==== DATA TO PROCESS ====

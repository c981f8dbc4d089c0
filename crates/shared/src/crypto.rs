//! Payload hashing and signing helpers.

use hmac::{Hmac, Mac};
use sha2::{Digest, Sha256};
use thiserror::Error;

type HmacSha256 = Hmac<Sha256>;

/// Error type for signing operations.
#[derive(Debug, Error)]
pub enum SigningError {
    #[error("Invalid signing key: {0}")]
    InvalidKey(String),
}

/// Computes SHA-256 hash of the input and returns it as a hex string.
pub fn sha256_hex(input: &str) -> String {
    let mut hasher = Sha256::new();
    hasher.update(input.as_bytes());
    hex::encode(hasher.finalize())
}

/// Signs a payload with HMAC-SHA256 and returns the signature as a
/// `sha256=<hex>` header value.
pub fn sign_payload(secret: &str, payload: &str) -> Result<String, SigningError> {
    let mut mac = HmacSha256::new_from_slice(secret.as_bytes())
        .map_err(|e| SigningError::InvalidKey(e.to_string()))?;
    mac.update(payload.as_bytes());
    Ok(format!("sha256={}", hex::encode(mac.finalize().into_bytes())))
}

#[cfg(test)]
mod tests {
    use super::*;

    #[test]
    fn test_sha256_hex() {
        let hash = sha256_hex("test");
        assert_eq!(hash.len(), 64);
        assert_eq!(
            hash,
            "9f86d081884c7d659a2feaa0c55ad015a3bf4f1b2b0b822cd15d6c15b0f00a08"
        );
    }

    #[test]
    fn test_sha256_hex_deterministic() {
        assert_eq!(sha256_hex("same_input"), sha256_hex("same_input"));
        assert_ne!(sha256_hex("input1"), sha256_hex("input2"));
    }

    #[test]
    fn test_sign_payload_format() {
        let signature = sign_payload("secret", r#"{"deviceId":"nrf-1"}"#).unwrap();
        assert!(signature.starts_with("sha256="));
        assert_eq!(signature.len(), "sha256=".len() + 64);
    }

    #[test]
    fn test_sign_payload_known_vector() {
        let signature =
            sign_payload("key", "The quick brown fox jumps over the lazy dog").unwrap();
        assert_eq!(
            signature,
            "sha256=f7bc83f430538424b13298e6aa6fb143ef4d59a14946175997479dbc2d1a3cd8"
        );
    }

    #[test]
    fn test_sign_payload_depends_on_secret() {
        let payload = r#"{"eventType":"ZONE_EXIT"}"#;
        assert_ne!(
            sign_payload("a", payload).unwrap(),
            sign_payload("b", payload).unwrap()
        );
    }
}
//! Request ID propagation.
//!
//! The upstream router retries deliveries, so the request ID is what ties a
//! retried batch back to its first attempt in the logs.

use axum::{
    body::Body,
    http::{header::HeaderName, HeaderValue, Request},
    middleware::Next,
    response::Response,
};
use tracing::Instrument;
use uuid::Uuid;

/// Header name for request ID.
pub const REQUEST_ID_HEADER: &str = "X-Request-ID";

/// Request ID stored in request extensions.
#[derive(Debug, Clone, PartialEq, Eq)]
pub struct RequestId(pub String);

/// Uses the caller's `X-Request-ID` when present, otherwise a new UUID v4.
/// The ID is stored in request extensions, attached to the request span and
/// echoed in the response headers.
pub async fn trace_id(mut req: Request<Body>, next: Next) -> Response {
    let request_id = req
        .headers()
        .get(REQUEST_ID_HEADER)
        .and_then(|v| v.to_str().ok())
        .filter(|s| !s.is_empty())
        .map(str::to_string)
        .unwrap_or_else(|| Uuid::new_v4().to_string());

    req.extensions_mut().insert(RequestId(request_id.clone()));

    let span = tracing::info_span!(
        "request",
        request_id = %request_id,
        method = %req.method(),
        path = %req.uri().path(),
    );

    let start = std::time::Instant::now();
    let mut response = next.run(req).instrument(span).await;

    tracing::info!(
        request_id = %request_id,
        status = response.status().as_u16(),
        duration_ms = start.elapsed().as_millis(),
        "Request completed"
    );

    if let Ok(header_value) = HeaderValue::from_str(&request_id) {
        response
            .headers_mut()
            .insert(HeaderName::from_static("x-request-id"), header_value);
    }

    response
}

#[cfg(test)]
mod tests {
    use super::*;
    use axum::{routing::get, Extension, Router};
    use tower::ServiceExt;

    fn app() -> Router {
        Router::new()
            .route(
                "/",
                get(|Extension(id): Extension<RequestId>| async move { id.0 }),
            )
            .layer(axum::middleware::from_fn(trace_id))
    }

    #[test]
    fn test_request_id_header_constant() {
        assert_eq!(REQUEST_ID_HEADER, "X-Request-ID");
    }

    #[tokio::test]
    async fn test_incoming_request_id_is_echoed() {
        let request = Request::builder()
            .uri("/")
            .header(REQUEST_ID_HEADER, "delivery-42")
            .body(Body::empty())
            .unwrap();

        let response = app().oneshot(request).await.unwrap();
        assert_eq!(response.headers()["x-request-id"], "delivery-42");

        let body = axum::body::to_bytes(response.into_body(), usize::MAX)
            .await
            .unwrap();
        assert_eq!(&body[..], b"delivery-42");
    }

    #[tokio::test]
    async fn test_request_id_generated_when_absent() {
        let request = Request::builder().uri("/").body(Body::empty()).unwrap();

        let response = app().oneshot(request).await.unwrap();
        let id = response.headers()["x-request-id"].to_str().unwrap();
        assert!(Uuid::parse_str(id).is_ok());
    }
}
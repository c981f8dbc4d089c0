//! Telemetry history query models.

use chrono::{DateTime, Utc};
use serde::{Deserialize, Serialize};
use validator::Validate;

use super::telemetry::{MessageType, Reading, TelemetryRecord};

/// Raw history query parameters as received from a caller.
#[derive(Debug, Clone, Default, Deserialize, Validate)]
#[serde(rename_all = "camelCase")]
pub struct HistoryQuery {
    #[serde(default, rename = "type")]
    pub message_type: Option<String>,
    #[serde(default)]
    pub start: Option<String>,
    #[serde(default)]
    pub end: Option<String>,
    #[validate(range(min = 1, max = 1000, message = "limit must be between 1 and 1000"))]
    #[serde(default)]
    pub limit: Option<u32>,
}

/// One history row. Fields irrelevant to the message type are `null`.
#[derive(Debug, Clone, PartialEq, Serialize)]
#[serde(rename_all = "camelCase")]
pub struct HistoryEntry {
    #[serde(with = "shared::time::iso8601_millis")]
    pub timestamp: DateTime<Utc>,
    pub message_type: MessageType,
    pub lat: Option<f64>,
    pub lon: Option<f64>,
    pub accuracy: Option<f64>,
    pub temperature: Option<f64>,
}

impl From<&TelemetryRecord> for HistoryEntry {
    fn from(record: &TelemetryRecord) -> Self {
        let (lat, lon, accuracy, temperature) = match &record.reading {
            Reading::Gnss { lat, lon, accuracy } | Reading::GroundFix { lat, lon, accuracy, .. } => {
                (Some(*lat), Some(*lon), *accuracy, None)
            }
            Reading::Temp { temperature } => (None, None, None, Some(*temperature)),
        };

        Self {
            timestamp: record.timestamp,
            message_type: record.message_type(),
            lat,
            lon,
            accuracy,
            temperature,
        }
    }
}
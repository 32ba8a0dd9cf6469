//! Ticker Actor: Dedicated thread for generating refresh ticks.
//!
//! Drives the elapsed-time display at a fixed rate while the stopwatch
//! runs. A paused ticker parks its thread, so an idle stopwatch costs
//! nothing.

use crossbeam_channel::{bounded, Receiver, Sender};
use std::io;
use std::sync::atomic::{AtomicBool, Ordering};
use std::sync::Arc;
use std::thread::{self, JoinHandle};
use std::time::{Duration, Instant};

/// A tick event sent at regular intervals.
#[derive(Debug, Clone, Copy)]
pub struct Tick {
    /// Tick number (monotonically increasing, not reset by pauses).
    pub frame: u64,
    /// Time elapsed since the ticker was spawned.
    pub elapsed: Duration,
}

/// Flags shared with the ticker thread.
#[derive(Debug, Default)]
struct Control {
    shutdown: AtomicBool,
    paused: AtomicBool,
}

/// Ticker actor that generates regular timing events.
pub struct TickerActor {
    handle: Option<JoinHandle<()>>,
    control: Arc<Control>,
    tick_rx: Receiver<Tick>,
    interval: Duration,
}

impl TickerActor {
    /// Spawn a running ticker.
    ///
    /// # Arguments
    ///
    /// * `interval` - Time between ticks (e.g., 16ms for ~60 FPS).
    pub fn spawn(interval: Duration) -> io::Result<Self> {
        Self::spawn_with(interval, false)
    }

    /// Spawn a ticker that stays silent until [`TickerActor::resume`].
    pub fn spawn_paused(interval: Duration) -> io::Result<Self> {
        Self::spawn_with(interval, true)
    }

    fn spawn_with(interval: Duration, paused: bool) -> io::Result<Self> {
        let control = Arc::new(Control {
            shutdown: AtomicBool::new(false),
            paused: AtomicBool::new(paused),
        });
        let thread_control = control.clone();

        // Small buffer: ticks must not queue up behind a slow receiver.
        let (tick_tx, tick_rx) = bounded(2);

        let handle = thread::Builder::new()
            .name("stopwatch-ticker".to_string())
            .spawn(move || Self::run_loop(&tick_tx, &thread_control, interval))?;

        Ok(Self {
            handle: Some(handle),
            control,
            tick_rx,
            interval,
        })
    }

    /// The tick receiver, for use with `select!`.
    #[inline]
    pub const fn receiver(&self) -> &Receiver<Tick> {
        &self.tick_rx
    }

    /// Configured interval.
    pub const fn interval(&self) -> Duration {
        self.interval
    }

    /// Stop emitting ticks until resumed.
    pub fn pause(&self) {
        if !self.control.paused.swap(true, Ordering::AcqRel) {
            log::debug!("ticker paused");
        }
        self.wake();
    }

    /// Resume emitting ticks. The first tick arrives one interval later.
    pub fn resume(&self) {
        if self.control.paused.swap(false, Ordering::AcqRel) {
            log::debug!("ticker resumed");
        }
        self.wake();
    }

    /// Whether the ticker is paused.
    pub fn is_paused(&self) -> bool {
        self.control.paused.load(Ordering::Acquire)
    }

    /// Signal the ticker to shutdown.
    pub fn shutdown(&self) {
        self.control.shutdown.store(true, Ordering::Release);
        self.wake();
    }

    /// Wait for the ticker thread to finish.
    pub fn join(mut self) {
        self.shutdown();
        if let Some(handle) = self.handle.take() {
            let _ = handle.join();
        }
    }

    fn wake(&self) {
        if let Some(handle) = &self.handle {
            handle.thread().unpark();
        }
    }

    fn run_loop(tick_tx: &Sender<Tick>, control: &Control, interval: Duration) {
        let start = Instant::now();
        let mut frame = 0u64;
        let mut next_tick: Option<Instant> = None;

        loop {
            if control.shutdown.load(Ordering::Acquire) {
                break;
            }

            if control.paused.load(Ordering::Acquire) {
                next_tick = None;
                // Spurious wakeups just go round the loop again.
                thread::park();
                continue;
            }

            let now = Instant::now();
            let due = *next_tick.get_or_insert(now + interval);
            if now < due {
                thread::park_timeout(due - now);
                continue;
            }

            // Non-blocking send: drop the tick if the receiver is behind.
            let _ = tick_tx.try_send(Tick {
                frame,
                elapsed: now - start,
            });
            frame += 1;

            // Catch up without queuing when we fell behind.
            let mut following = due + interval;
            if following < now {
                following = now + interval;
            }
            next_tick = Some(following);
        }
    }
}

impl Drop for TickerActor {
    fn drop(&mut self) {
        self.shutdown();
    }
}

====

__ACTIVITY__:
Starting at the line that contains "let mut following", retype every line through the end of the records exactly, and nothing else.

__SOLUTION TO THE EXERCISE__:
            let mut following = due + interval;
            if following < now {
                following = now + interval;
            }
            next_tick = Some(following);
        }
    }
}

impl Drop for TickerActor {
    fn drop(&mut self) {
        self.shutdown();
    }
}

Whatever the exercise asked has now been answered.